Hundreds more children with Down’s Syndrome may be being aborted each year than figures show
Hundreds more unborn children with Down’s Syndrome may be being aborted each year than official figures show, the Government has said.
The Government has said that it will investigate the annual number of abortions performed on babies with Down’s Syndrome after it emerged that the figures recorded by the Department of Health were significantly lower than the number recorded by the National Downs Syndrome Cytogenic Statistics’ (NDSCS) database.
After the discrepancy was brought to the department’s attention by this newspaper, a spokesman said: “We are aware that there is a potential discrepancy in figures and are looking into this in further detail.”
The discrepancy was first highlighted in the blog of Dr Peter Saunders, the head of the Christian Medical Fellowship, who pointed out that the Department of Health’s records state that in 2010 582 abortions were performed on unborn children with Down’s Syndrome while the NDSCS records that 942 unborn children with Down’s Syndrome were aborted in 2010.
Dr Saunders said: “Does this mean that doctors are knowingly falsifying abortion certification forms by neglecting to put down the true diagnosis for babies with congenital abnormalities? Or are they perhaps, possibly even deliberately, mis-classifying them as abortions on mental health grounds? Or are they just not bothering to report at all?
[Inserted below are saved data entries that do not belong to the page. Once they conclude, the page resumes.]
//! Device tensors
//!
//! A tensor is shared between the graph and every operator that touches it
//! (`Arc<Tensor>`). Its dims and buffer sit behind a lock so an operator can
//! reconfigure an output during `initialize` without exclusive ownership.

use std::fmt;
use std::sync::{Arc, RwLock, RwLockReadGuard, RwLockWriteGuard};

use half::f16;

use crate::element::{self, Element};
use crate::error::RuntimeError;
use crate::memory::{BufferAllocator, DeviceMemory};

#[derive(Debug, Clone, Copy, PartialEq, Eq, Hash)]
pub enum DataType {
    Float32,
    Float16,
    Int8,
    UInt8,
    Int32,
    Bool,
}

impl DataType {
    pub fn element_size(self) -> usize {
        match self {
            DataType::Float32 | DataType::Int32 => 4,
            DataType::Float16 => 2,
            DataType::Int8 | DataType::UInt8 | DataType::Bool => 1,
        }
    }
}

impl fmt::Display for DataType {
    fn fmt(&self, f: &mut fmt::Formatter<'_>) -> fmt::Result {
        fmt::Debug::fmt(self, f)
    }
}

/// Affine mapping `real = scale * (q - zero_point)`.
#[derive(Debug, Clone, Copy, PartialEq)]
pub struct QuantParams {
    pub scale: f32,
    pub zero_point: i32,
}

impl Default for QuantParams {
    fn default() -> Self {
        Self {
            scale: 1.0,
            zero_point: 0,
        }
    }
}

/// Memory layout of the backing object.
#[derive(Debug, Clone, Copy, PartialEq, Eq, Default)]
pub enum StorageType {
    #[default]
    Buffer,
    /// Image-backed layout used by texture kernel paths.
    Texture,
}

/// Everything needed to allocate a tensor.
#[derive(Debug, Clone)]
pub struct TensorDesc {
    pub dims: Vec<u32>,
    pub data_type: DataType,
    pub quant: Option<QuantParams>,
    pub storage: StorageType,
}

impl TensorDesc {
    pub fn new(dims: &[u32], data_type: DataType) -> Self {
        Self {
            dims: dims.to_vec(),
            data_type,
            quant: None,
            storage: StorageType::Buffer,
        }
    }

    pub fn quant(mut self, scale: f32, zero_point: i32) -> Self {
        self.quant = Some(QuantParams { scale, zero_point });
        self
    }

    pub fn storage(mut self, storage: StorageType) -> Self {
        self.storage = storage;
        self
    }
}

struct TensorState {
    dims: Vec<u32>,
    buffer: Arc<dyn DeviceMemory>,
}

pub struct Tensor {
    data_type: DataType,
    quant: Option<QuantParams>,
    storage: StorageType,
    allocator: Arc<dyn BufferAllocator>,
    state: RwLock<TensorState>,
}

pub type TensorRef = Arc<Tensor>;

/// Buffer allocated for new dims, not yet visible on its tensor.
#[derive(Debug)]
pub struct StagedReshape {
    dims: Vec<u32>,
    buffer: Arc<dyn DeviceMemory>,
}

impl Tensor {
    pub fn allocate(
        allocator: Arc<dyn BufferAllocator>,
        desc: TensorDesc,
    ) -> Result<TensorRef, RuntimeError> {
        let bytes = element_count(&desc.dims) * desc.data_type.element_size();
        let buffer = allocator.allocate(bytes)?;
        log::trace!(
            "Tensor allocated: dims={:?} type={} bytes={} buffer={}",
            desc.dims,
            desc.data_type,
            bytes,
            buffer.id()
        );
        Ok(Arc::new(Self {
            data_type: desc.data_type,
            quant: desc.quant,
            storage: desc.storage,
            allocator,
            state: RwLock::new(TensorState {
                dims: desc.dims,
                buffer,
            }),
        }))
    }

    pub fn dims(&self) -> Vec<u32> {
        self.read_state().dims.clone()
    }

    pub fn num_dims(&self) -> usize {
        self.read_state().dims.len()
    }

    pub fn total_size(&self) -> usize {
        element_count(&self.read_state().dims)
    }

    pub fn data_type(&self) -> DataType {
        self.data_type
    }

    pub fn quant(&self) -> Option<QuantParams> {
        self.quant
    }

    pub fn storage(&self) -> StorageType {
        self.storage
    }

    /// Device buffer handle. No copy is made.
    pub fn buffer(&self) -> Arc<dyn DeviceMemory> {
        Arc::clone(&self.read_state().buffer)
    }

    pub fn byte_size(&self) -> usize {
        self.total_size() * self.data_type.element_size()
    }

    /// Replace the dims and reallocate the buffer.
    ///
    /// A no-op returning `false` when `dims` already match, so repeated
    /// initialization keeps the same buffer. The previous buffer is released
    /// once the last in-flight launch referencing it completes.
    pub fn reconfigure_dims_and_buffer(&self, dims: &[u32]) -> Result<bool, RuntimeError> {
        match self.stage_reshape(dims)? {
            Some(staged) => {
                self.commit_reshape(staged);
                Ok(true)
            }
            None => Ok(false),
        }
    }

    /// Allocate a buffer for `dims` without touching the tensor; `None`
    /// when the dims already match. Dropping the result frees the buffer.
    pub fn stage_reshape(&self, dims: &[u32]) -> Result<Option<StagedReshape>, RuntimeError> {
        if self.read_state().dims == dims {
            return Ok(None);
        }
        let bytes = element_count(dims) * self.data_type.element_size();
        let buffer = self.allocator.allocate(bytes)?;
        Ok(Some(StagedReshape {
            dims: dims.to_vec(),
            buffer,
        }))
    }

    /// Install a staged buffer and its dims.
    pub fn commit_reshape(&self, staged: StagedReshape) {
        let mut state = self.write_state();
        log::debug!(
            "Tensor reconfigured: {:?} -> {:?} (buffer {} -> {})",
            state.dims,
            staged.dims,
            state.buffer.id(),
            staged.buffer.id()
        );
        state.dims = staged.dims;
        state.buffer = staged.buffer;
    }

    /// Upload host data. `values` must cover the whole tensor.
    pub fn write<T: Element>(&self, values: &[T]) -> Result<(), RuntimeError> {
        self.check_element::<T>()?;
        let state = self.read_state();
        let total = element_count(&state.dims);
        if values.len() != total {
            return Err(RuntimeError::Tensor(format!(
                "write of {} elements into tensor {:?} ({} elements)",
                values.len(),
                state.dims,
                total
            )));
        }
        state.buffer.write_bytes(0, &element::encode(values))
    }

    /// Download the whole tensor. Call after the queue has been drained.
    pub fn read<T: Element>(&self) -> Result<Vec<T>, RuntimeError> {
        self.check_element::<T>()?;
        let state = self.read_state();
        let mut bytes = vec![0u8; element_count(&state.dims) * T::SIZE];
        state.buffer.read_bytes(0, &mut bytes)?;
        Ok(element::decode(&bytes))
    }

    /// Download as `f32` raw values whatever the element type.
    pub fn read_f32(&self) -> Result<Vec<f32>, RuntimeError> {
        fn widen<T: Element>(t: &Tensor) -> Result<Vec<f32>, RuntimeError> {
            Ok(t.read::<T>()?.into_iter().map(Element::to_f32).collect())
        }
        match self.data_type {
            DataType::Float32 => widen::<f32>(self),
            DataType::Float16 => widen::<f16>(self),
            DataType::Int8 => widen::<i8>(self),
            DataType::UInt8 | DataType::Bool => widen::<u8>(self),
            DataType::Int32 => widen::<i32>(self),
        }
    }

    fn check_element<T: Element>(&self) -> Result<(), RuntimeError> {
        let compatible = T::DATA_TYPE == self.data_type
            || (self.data_type == DataType::Bool && T::DATA_TYPE == DataType::UInt8);
        if compatible {
            Ok(())
        } else {
            Err(RuntimeError::Tensor(format!(
                "element type {} does not match tensor type {}",
                T::DATA_TYPE,
                self.data_type
            )))
        }
    }

    fn read_state(&self) -> RwLockReadGuard<'_, TensorState> {
        self.state.read().unwrap_or_else(|p| p.into_inner())
    }

    fn write_state(&self) -> RwLockWriteGuard<'_, TensorState> {
        self.state.write().unwrap_or_else(|p| p.into_inner())
    }
}

impl fmt::Debug for Tensor {
    fn fmt(&self, f: &mut fmt::Formatter<'_>) -> fmt::Result {
        let state = self.read_state();
        f.debug_struct("Tensor")
            .field("dims", &state.dims)
            .field("data_type", &self.data_type)
            .field("quant", &self.quant)
            .field("buffer", &state.buffer.id())
            .finish()
    }
}

pub fn element_count(dims: &[u32]) -> usize {
    dims.iter().map(|&d| d as usize).product()
}

/// View a rank 1..=4 shape as NCHW by padding leading 1s.
pub fn nchw(dims: &[u32]) -> Option<[u32; 4]> {
    if dims.is_empty() || dims.len() > 4 {
        return None;
    }
    let mut out = [1u32; 4];
    out[4 - dims.len()..].copy_from_slice(dims);
    Some(out)
}

#[cfg(test)]
mod tests {
    use super::*;
    use crate::backend::host::HostAllocator;

    fn allocator() -> Arc<dyn BufferAllocator> {
        Arc::new(HostAllocator::new())
    }

    #[test]
    fn test_buffer_size_follows_dims() {
        let t = Tensor::allocate(allocator(), TensorDesc::new(&[2, 3, 4], DataType::Float16)).unwrap();
        assert_eq!(t.total_size(), 24);
        assert_eq!(t.byte_size(), 48);
        assert_eq!(t.buffer().byte_len(), 48);
    }

    #[test]
    fn test_reconfigure_replaces_buffer_once() {
        let alloc = allocator();
        let t = Tensor::allocate(Arc::clone(&alloc), TensorDesc::new(&[1], DataType::Float32)).unwrap();
        let first = t.buffer().id();

        assert!(t.reconfigure_dims_and_buffer(&[4, 5]).unwrap());
        let second = t.buffer().id();
        assert_ne!(first, second);
        assert_eq!(alloc.live_bytes(), 80);

        assert!(!t.reconfigure_dims_and_buffer(&[4, 5]).unwrap());
        assert_eq!(t.buffer().id(), second);
        assert_eq!(alloc.live_bytes(), 80);
    }

    #[test]
    fn test_write_checks_type_and_length() {
        let t = Tensor::allocate(allocator(), TensorDesc::new(&[2], DataType::Int32)).unwrap();
        assert!(t.write(&[1.0f32, 2.0]).is_err());
        assert!(t.write(&[1i32]).is_err());
        t.write(&[7i32, -3]).unwrap();
        assert_eq!(t.read::<i32>().unwrap(), vec![7, -3]);
        assert_eq!(t.read_f32().unwrap(), vec![7.0, -3.0]);
    }

    #[test]
    fn test_nchw_padding() {
        assert_eq!(nchw(&[3, 4]), Some([1, 1, 3, 4]));
        assert_eq!(nchw(&[2, 3, 4, 5]), Some([2, 3, 4, 5]));
        assert_eq!(nchw(&[]), None);
        assert_eq!(nchw(&[1, 1, 1, 1, 1]), None);
    }
}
“Is this possibly even evidence of a failure of abortion reporting on a much greater scale? Might this be an under-reporting problem that goes much beyond babies with trisomy conditions?
“Might it actually be that only half of all abortions for any foetal abnormality are being reported? Is it even possible that this degree of under-reporting operates across other categories of abortion, perhaps even all categories? In other words might the Department of Health figures be grossly under-reporting the total number of abortions in England in Wales?”
He concluded: “Whatever the truth of the matter is, the disparities in the figures are alarming and need to be investigated urgently.”